The complaint sought compensatory and punitive damages “in an amount not to exceed $74,000 per class member.” Recovery was sought on theories of (1) breach of contract, (2) fraud, (3) fraudulent suppression, (4) conspiracy, (5) theft by deception, (6) conversion, and (7) violation of statutory usury laws.

On October 29, 2002, Galaxy Mall filed a “Motion to Enforce Forum Selection Clause.” The motion was based on a clause on the reverse side of the order form provided by Galaxy Mall and signed by Cobb, which provided: “[T]he parties agree that any and all disputes arising out of this transaction ... shall be resolved in the courts of the State of Utah in the County of Utah or the United States District Court for the State of Utah.” (Emphasis added.) Specifically, the motion stated: “All of Cobb’s allegations against Galaxy Mall arise directly out of the transaction memorialized by the [order form] executed by ... Cobb.... Accordingly, the forum selection agreement entered into by the parties is due to be enforced, and this ease should be dismissed.” (Emphasis added.)

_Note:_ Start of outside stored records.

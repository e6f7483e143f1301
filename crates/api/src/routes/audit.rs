//! Audit log

use axum::{
    extract::{Query, State},
    Json,
};
use auth::Role;
use serde::Deserialize;
use storage::AuditEntry;

use crate::error::ApiError;
use crate::extract::AuthContext;
use crate::SharedState;

const DEFAULT_LIMIT: usize = 100;
const MAX_LIMIT: usize = 500;

#[derive(Debug, Default, Deserialize)]
pub struct AuditQuery {
    pub limit: Option<usize>,
}

/// Newest entries first
pub async fn list(
    State(state): State<SharedState>,
    ctx: AuthContext,
    Query(query): Query<AuditQuery>,
) -> Result<Json<Vec<AuditEntry>>, ApiError> {
    ctx.require(Role::Admin)?;
    let state = state.read().await;
    let limit = query.limit.unwrap_or(DEFAULT_LIMIT).min(MAX_LIMIT);
    Ok(Json(state.repository.audit_entries(ctx.organization_id, limit)?))
}
//! Budget line comments

use axum::{
    extract::{Path, State},
    http::StatusCode,
    Json,
};
use auth::Role;
use chrono::Utc;
use data_validator::{normalizer, Normalize, Validate, ValidationErrors, ValidationResult, Validator};
use serde::Deserialize;
use storage::{AuditAction, BudgetLine, Comment};
use uuid::Uuid;

use super::{audit, checked};
use crate::error::ApiError;
use crate::extract::{AuthContext, Payload};
use crate::SharedState;

#[derive(Debug, Deserialize)]
pub struct CommentRequest {
    pub body: String,
}

impl Normalize for CommentRequest {
    fn normalize(self) -> Self {
        Self {
            body: normalizer::text(&self.body),
        }
    }
}

impl Validate for CommentRequest {
    fn validate(&self, validator: &Validator) -> Result<(), ValidationErrors> {
        let mut result = ValidationResult::new();
        result.check(validator.validate_comment("body", &self.body));
        result.into_result()
    }
}

pub async fn list(
    State(state): State<SharedState>,
    ctx: AuthContext,
    Path(line_id): Path<Uuid>,
) -> Result<Json<Vec<Comment>>, ApiError> {
    let state = state.read().await;
    state.repository.get::<BudgetLine>(ctx.organization_id, line_id)?;

    let comments = state.repository.find(ctx.organization_id, |c: &Comment| {
        c.budget_line_id == line_id
    })?;
    Ok(Json(comments))
}

/// Any member may comment
pub async fn create(
    State(state): State<SharedState>,
    ctx: AuthContext,
    Path(line_id): Path<Uuid>,
    Payload(body): Payload<CommentRequest>,
) -> Result<(StatusCode, Json<Comment>), ApiError> {
    let state = state.read().await;
    let line = state.repository.get::<BudgetLine>(ctx.organization_id, line_id)?;
    let body = checked(&state.validator, body)?;

    let comment = state.repository.insert(Comment {
        id: Uuid::new_v4(),
        organization_id: ctx.organization_id,
        budget_line_id: line.id,
        author_id: ctx.user.id,
        body: body.body,
        created_at: Utc::now(),
    })?;
    audit(&state, &ctx, AuditAction::Create, &comment, format!("commented on {}", line.name));

    Ok((StatusCode::CREATED, Json(comment)))
}

/// Authors may delete their own comments; admins may delete any
pub async fn remove(
    State(state): State<SharedState>,
    ctx: AuthContext,
    Path(id): Path<Uuid>,
) -> Result<StatusCode, ApiError> {
    let state = state.read().await;

    let comment = state.repository.get::<Comment>(ctx.organization_id, id)?;
    if comment.author_id != ctx.user.id {
        ctx.require(Role::Admin)?;
    }

    state.repository.delete::<Comment>(ctx.organization_id, id)?;
    audit(&state, &ctx, AuditAction::Delete, &comment, "deleted comment");

    Ok(StatusCode::NO_CONTENT)
}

Leasecomm had filed a similar motion on September 25, 2002, based on a forum-selection clause in the lease agreement entered into between Leasecomm and Cobb; that clause provided:

“The Parties hereby ... consent and submit to the exclusive jurisdiction of the Courts of the Commonwealth of Massachusetts and expressly agree to such exclusive forum for the bringing of any suit, action or other proceeding arising out of their obligations hereunder, and expressly waive any objection to venue in any such Courts.... ”

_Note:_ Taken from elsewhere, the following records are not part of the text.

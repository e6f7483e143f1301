//! Pole allocations of a budget line
//!
//! The allocations of one line never add up to more than its budget amount.

use axum::{
    extract::{Path, State},
    http::StatusCode,
    Json,
};
use auth::Role;
use data_validator::{Normalize, Validate, ValidationErrors, ValidationResult, Validator};
use serde::Deserialize;
use storage::{AuditAction, BudgetLine, PoleAllocation};
use uuid::Uuid;

use super::{audit, checked};
use crate::error::ApiError;
use crate::extract::{AuthContext, Payload};
use crate::SharedState;

#[derive(Debug, Deserialize)]
pub struct AllocationRequest {
    pub pole_id: Uuid,
    pub amount: f64,
}

impl Normalize for AllocationRequest {
    fn normalize(self) -> Self {
        self
    }
}

impl Validate for AllocationRequest {
    fn validate(&self, validator: &Validator) -> Result<(), ValidationErrors> {
        let mut result = ValidationResult::new();
        result.check(validator.validate_amount("amount", self.amount));
        result.into_result()
    }
}

#[derive(Debug, Deserialize)]
pub struct AllocationUpdate {
    pub amount: f64,
}

impl Normalize for AllocationUpdate {
    fn normalize(self) -> Self {
        self
    }
}

impl Validate for AllocationUpdate {
    fn validate(&self, validator: &Validator) -> Result<(), ValidationErrors> {
        let mut result = ValidationResult::new();
        result.check(validator.validate_amount("amount", self.amount));
        result.into_result()
    }
}

pub async fn list(
    State(state): State<SharedState>,
    ctx: AuthContext,
    Path(line_id): Path<Uuid>,
) -> Result<Json<Vec<PoleAllocation>>, ApiError> {
    let state = state.read().await;
    state.repository.get::<BudgetLine>(ctx.organization_id, line_id)?;

    let allocations = state.repository.find(ctx.organization_id, |a: &PoleAllocation| {
        a.budget_line_id == line_id
    })?;
    Ok(Json(allocations))
}

pub async fn create(
    State(state): State<SharedState>,
    ctx: AuthContext,
    Path(line_id): Path<Uuid>,
    Payload(body): Payload<AllocationRequest>,
) -> Result<(StatusCode, Json<PoleAllocation>), ApiError> {
    ctx.require(Role::Manager)?;
    let state = state.read().await;
    let line = state.repository.get::<BudgetLine>(ctx.organization_id, line_id)?;
    let body = checked(&state.validator, body)?;

    let allocation = state.repository.insert_allocation(PoleAllocation {
        id: Uuid::new_v4(),
        organization_id: ctx.organization_id,
        budget_line_id: line.id,
        pole_id: body.pole_id,
        amount: body.amount,
    })?;
    audit(
        &state,
        &ctx,
        AuditAction::Create,
        &allocation,
        format!("allocated {:.2} of {}", allocation.amount, line.name),
    );

    Ok((StatusCode::CREATED, Json(allocation)))
}

pub async fn update(
    State(state): State<SharedState>,
    ctx: AuthContext,
    Path(id): Path<Uuid>,
    Payload(body): Payload<AllocationUpdate>,
) -> Result<Json<PoleAllocation>, ApiError> {
    ctx.require(Role::Manager)?;
    let state = state.read().await;
    let current = state.repository.get::<PoleAllocation>(ctx.organization_id, id)?;
    let line = state
        .repository
        .get::<BudgetLine>(ctx.organization_id, current.budget_line_id)?;
    let body = checked(&state.validator, body)?;

    let allocation = state
        .repository
        .set_allocation_amount(ctx.organization_id, id, body.amount)?;
    audit(
        &state,
        &ctx,
        AuditAction::Update,
        &allocation,
        format!("reallocated {:.2} of {}", allocation.amount, line.name),
    );

    Ok(Json(allocation))
}

pub async fn remove(
    State(state): State<SharedState>,
    ctx: AuthContext,
    Path(id): Path<Uuid>,
) -> Result<StatusCode, ApiError> {
    ctx.require(Role::Manager)?;
    let state = state.read().await;

    let allocation = state.repository.delete::<PoleAllocation>(ctx.organization_id, id)?;
    audit(&state, &ctx, AuditAction::Delete, &allocation, "removed allocation");

    Ok(StatusCode::NO_CONTENT)
}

(Some emphasis added; boldface type and some emphasis deleted.) More specifically, Leasecomm’s motion stated:

“Cobb’s lawsuit clearly arises out of the Lease.... Indeed, Cobb’s entire case is asserted to dispute any obligations under the Lease.
“13. Therefore, this Court should enforce the forum selection clause in the Lease, and dismiss this case for improper venue. Cobb should bring this case [62]*62in Massachusetts pursuant to the forum, selection clause.”

(Emphasis added.)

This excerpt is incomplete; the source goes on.